On a picket line, new friendships and new ways to understand each other are forged, often between members who might have never crossed each other's path before. We need more of this within our branches, and we need more of this across our whole post-16 education sector.

Whether we are casualised or permanently employed, whether we are working in FE or HE, in Prison Education, or Adult and community education; whether we are researchers, academic related, professional services, or teaching staff: we need to understand and our union needs to constantly demonstrate that we share the same interests and are part of the same fight for decency and accessibility in education.

My own UCU story began thanks to a determined woman with a clipboard standing in the pouring rain outside the lecture building where many postgraduate tutors taught at Durham University. She was holding a petition, pushing for improved conditions and rights for hourly paid and fixed term staff.

Fellow postgraduate tutors and I had been organising as postgrads in our department over exceptionally poor pay for piece work marking, but we had not understood that UCU was a union for us, too. Jean was determined to change this, and began relentlessly inviting me and others to get active in UCU.

Jean, and other dedicated anti-casualisation and equality activists changed my life, and together we shape our union to ensure we continue to make a difference. Involvement in UCU helped me to understand that exploitative working practices are the fault of employers and never a sign of my inner worth, no matter what might be said or implied.

This union, UCU, was my lifeline. I know how much it means to have comrades stand alongside and with you to fight for better conditions, pay, and to help all of us understand that we should never, ever be asked to feel grateful for our exploitation.

We have had signifiicant wins, including a prolonged dispute fought tooth and nail with 41 days of strike action by comrades at the Royal College of Art, where they won a landmark recognition deal at one of the most casualised employers in post-16 education. Among the wins were full employment rights for all, an end to  zero-hour contracts and new routes to permanent contracts, with caps on teaching workloads for staff. However, at RCA right now, weeks after their landmark win was announced, there are around 17 imminent redundancies for people on fixed term contracts, and more are likely to be at risk, including several prominent committee members.

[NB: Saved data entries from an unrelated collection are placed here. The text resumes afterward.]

use std::fmt;

use thiserror::Error;

use crate::codec::{KeyVersion, EXTENDED_KEY_LEN};

/// Failure of a single key-material operation.
///
/// Variants never carry raw key bytes. Anything echoed back from the caller's
/// input goes through [`redact`] first.
#[derive(Debug, Clone, PartialEq, Eq, Error)]
pub enum KeyError {
  /// Malformed hex or base58 text, or a decoded value of the wrong length
  #[error("malformed input: {0}")]
  Format(String),
  /// Base58Check checksum did not match the payload
  #[error("base58check checksum mismatch")]
  Checksum,
  /// Extended key payload too short to hold a key field
  #[error("extended key payload is {len} bytes, need at least {}", EXTENDED_KEY_LEN)]
  Structure { len: usize },
  /// Private key is zero or not below the curve order
  #[error("private key scalar out of range [1, n-1]")]
  InvalidScalar,
  /// Public key bytes are not a valid secp256k1 point
  #[error("invalid public key: {0}")]
  InvalidPoint(String),
  /// Address could not be encoded for the given network parameters
  #[error("address encoding failed: {0}")]
  Encoding(String),
  /// Version prefix did not match the one required by the version policy
  #[error("extended key version {found:#010x} does not match required {expected}")]
  UnexpectedVersion { found: u32, expected: KeyVersion },
}

/// Pipeline checkpoint at which a verification failed.
#[derive(Debug, Clone, Copy, PartialEq, Eq)]
pub enum Stage {
  DecodePrivateKey,
  DerivePublicKey,
  EncodePrivateKeyAddress,
  DecodeExtendedKey,
  ParseExtendedKey,
  ParseEmbeddedKey,
  EncodeExtendedKeyAddress,
}

impl fmt::Display for Stage {
  fn fmt(&self, f: &mut fmt::Formatter<'_>) -> fmt::Result {
    use Stage::*;
    let name = match self {
      DecodePrivateKey => "decode private key",
      DerivePublicKey => "derive public key",
      EncodePrivateKeyAddress => "encode private key address",
      DecodeExtendedKey => "decode extended key",
      ParseExtendedKey => "parse extended key",
      ParseEmbeddedKey => "parse embedded public key",
      EncodeExtendedKeyAddress => "encode extended key address",
    };
    f.write_str(name)
  }
}

/// A [`KeyError`] tagged with the stage that produced it.
#[derive(Debug, Clone, PartialEq, Eq, Error)]
#[error("{stage} failed: {source}")]
pub struct VerifyError {
  pub stage: Stage,
  pub source: KeyError,
}

impl VerifyError {
  pub fn kind(&self) -> &KeyError {
    &self.source
  }
}

/// Extension to tag a `Result<_, KeyError>` with its stage.
pub(crate) trait AtStage<T> {
  fn at(self, stage: Stage) -> Result<T, VerifyError>;
}

impl<T> AtStage<T> for Result<T, KeyError> {
  fn at(self, stage: Stage) -> Result<T, VerifyError> {
    self.map_err(|source| VerifyError { stage, source })
  }
}

const REDACT_PREFIX: usize = 6;

/// Shorten caller input for error messages: a short prefix plus the length.
pub fn redact(s: &str) -> String {
  let n = s.chars().count();
  if n <= REDACT_PREFIX {
    return format!("{:?} ({n} chars)", s);
  }
  let prefix: String = s.chars().take(REDACT_PREFIX).collect();
  format!("\"{prefix}...\" ({n} chars)")
}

If I know our UCU members, I know we will not stand for this, and will fight for every job. This mutual support is also evident in the campaign to reinstate hardworking rep, activist, and teacher of 30 years at the City of Liverpool college, Nina Doran.

To build and maintain trust where we fight back and win, we must still be vigilant and ready with reciprocal support and solidarity.

After three years supporting and being supported by you as members in this officer role I am even more deeply convinced of UCU's power for good. I am an optimist about our power as a team: we can do it.

Look at the work we do every day in our branches to support thousands of members and look at the stands we are taking in local disputes across the UK, including but certainly not limited to Goldsmiths, Richmond upon Thames, Liverpool, QMUL, RCA, Wolverhampton and De Montfort, Roehampton, Staffs, Dundee, incredible organising in NW FE, and to any other branches I have missed off this list I apologize as the list is unfortunately, ever changing but my solidarity is with you all.

So I close now, as we enter our final day of Congress business. I offer my best wishes and support to Janet as incoming President, and the rest of the officer team. I will remain an officer for the next year and will be with our members every step of the way in this role and beyond it.

I will always be proud to work for members, to uphold democratically agreed policy, to fight for our rights and to all our right to live in a decent world. Once again, it has been a privilege to serve members of our fighting union in this elected role, and I promise you that I will continue shoving my shoulder to the wheel along with all of you to build an even better UCU.